Jornal GGN – O ex-diretor de logística do Ministério da Saúde, Roberto Dias, só perdeu o cargo por ter atravessado seu superior – o coronel Elcio Franco – nas conversas em torno da compra de vacinas para a covid-19. A afirmação foi feita pelo presidente da CPI da Pandemia, senador Omar Aziz (PSD), nesta quarta-feira (07/07).
“A sua desconfiança é que o (Luiz Paulo) Dominguetti foi plantado para que você perdesse o cargo. Por isso que você foi acompanhado do coronel Blanco e a sua desconfiança é muito grande e não é sobre o deputado Luis Miranda, por isso é que está perguntando o senador Renan. Vossa excelência está aqui sob juramento, mas entenda que temos mais informações que a sua imaginação possa ter e dados concretos”, disse Omar Aziz.
“Essa reunião que o senhor (Dias) teve foi em fevereiro, e lá o senhor já desconfiava do Dominguetti que ele tinha sido plantado ali, até porque quando o senhor diz que faz uma reunião e marca uma reunião no ministério para tratar sobre vacina, anteriormente a essa reunião já tinha uma portaria do ministério da saúde assinada pelo coronel Elcio que centralizava toda e qualquer negociação sobre vacina com ele. Ele não delegou para ninguém fazer isso”, ressalta o senador. “Então vossa senhoria tinha conhecimento disso, e o senhor assim mesmo marca uma reunião com o Dominguetti, tendo conhecimento – a portaria tá aí, é de janeiro. a sua reunião foi em fevereiro”.
Como pontua Aziz, Roberto Dias não tinha autoridade para tratar da compra de qualquer vacina. “E por incrível que pareça, o senhor não tratou da Pfizer, o senhor não tratou da Covaxin, o senhor não tratou da Janssen, mas tratou sobre vacina com o cabo Dominguetti (…) Você não tinha autoridade para discutir vacina. O senhor podia discutir vacina em um bar, em um restaurante, mas não no Ministério da Saúde”.
Roberto Dias disse não saber se a data de sua exoneração foi conexa ou não – a data em que supostamente ele teria pedido a minha exoneração junto com outros dois servidores é de outubro do ano passado, e tentou se defender afirmando que não houve negociação com Dominguetti, e sim uma “verificação das 400 milhões de doses”, no que foi lembrado por Omar Aziz que isso não era mais com ele.
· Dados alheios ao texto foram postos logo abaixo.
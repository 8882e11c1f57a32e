//! Shared numeric constants for the canvas crate.

// ── Canvas ──────────────────────────────────────────────────────

/// Default canvas width before the host reports its real size.
pub const DEFAULT_CANVAS_WIDTH: f64 = 600.0;

/// Default canvas height before the host reports its real size.
pub const DEFAULT_CANVAS_HEIGHT: f64 = 600.0;

/// Device pixels per canvas pixel in exported snapshots.
pub const EXPORT_PIXEL_RATIO: f64 = 2.0;

// ── Zones ───────────────────────────────────────────────────────

/// Zone width as a fraction of the reference rectangle width.
pub const ZONE_WIDTH_FRAC: f64 = 0.8;

/// Nominal zone strip height.
pub const ZONE_HEIGHT: f64 = 80.0;

/// Upper bound on zone height as a fraction of the reference height, so the
/// bands never overlap on short reference rectangles.
pub const ZONE_HEIGHT_MAX_FRAC: f64 = 0.14;

// ── Alignment ───────────────────────────────────────────────────

/// Inset of left/right anchors from the zone edge.
pub const ANCHOR_MARGIN: f64 = 50.0;

/// Vertical anchor fractions of zone height for top / middle / bottom.
pub const ANCHOR_TOP_FRAC: f64 = 0.25;
pub const ANCHOR_MIDDLE_FRAC: f64 = 0.5;
pub const ANCHOR_BOTTOM_FRAC: f64 = 0.75;

/// Width of one distribution slot.
pub const SLOT_WIDTH: f64 = 50.0;

/// Gap between adjacent slots.
pub const SLOT_PADDING: f64 = 10.0;

/// Movement below this is treated as "unchanged" by the distributor.
pub const ALIGN_EPSILON: f64 = 1.0;

// ── Sizing ──────────────────────────────────────────────────────

/// Letters and patches are scaled to fit this box when their image first loads.
pub const INITIAL_FIT_PX: f64 = 50.0;

/// Largest box a letter or patch may be transformed to.
pub const MAX_DECAL_BOX: f64 = 100.0;

/// Smallest box any object may be transformed to.
pub const MIN_BOX: f64 = 5.0;

/// Footprint used for hit-testing before an image reports its size.
pub const FALLBACK_FOOTPRINT: f64 = 50.0;

/// Embroidery font size in canvas units.
pub const EMBROIDERY_FONT_SIZE: f64 = 30.0;

// ── Validation ──────────────────────────────────────────────────

/// Two letters/patches closer than this in y share a line.
pub const LINE_THRESHOLD: f64 = 30.0;

pub const DEFAULT_MAX_CHARACTERS: usize = 30;
pub const DEFAULT_MAX_LINES: usize = 1;
pub const DEFAULT_MAX_ITEMS_PER_LINE: usize = 4;

// ── Pricing ─────────────────────────────────────────────────────

/// Embroidery price when no add-on variant price is known.
pub const DEFAULT_EMBROIDERY_PRICE: f64 = 80.0;

/// Vinyl price when no add-on variant price is known.
pub const DEFAULT_VINYL_PRICE: f64 = 60.0;

pub const DEFAULT_CURRENCY: &str = "AED";

// ── Embroidery defaults ─────────────────────────────────────────

pub const DEFAULT_EMBROIDERY_FONT: &str = "Lucida";
pub const DEFAULT_EMBROIDERY_COLOR: &str = "Black";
“O senhor veja que o estilo é o mesmo, esses lobistas atravessadores vendilhões de vacina que não existe eram recebidos prioritariamente, enquanto as grandes farmacêuticas, Pfizer, Butantan, OMS que representava a AstraZeneca se eu não me engano, essas que tinham compliance não eram sequer recebidas. Sequer recebidas”, ressaltou o relator, senador Renan Calheiros (MDB).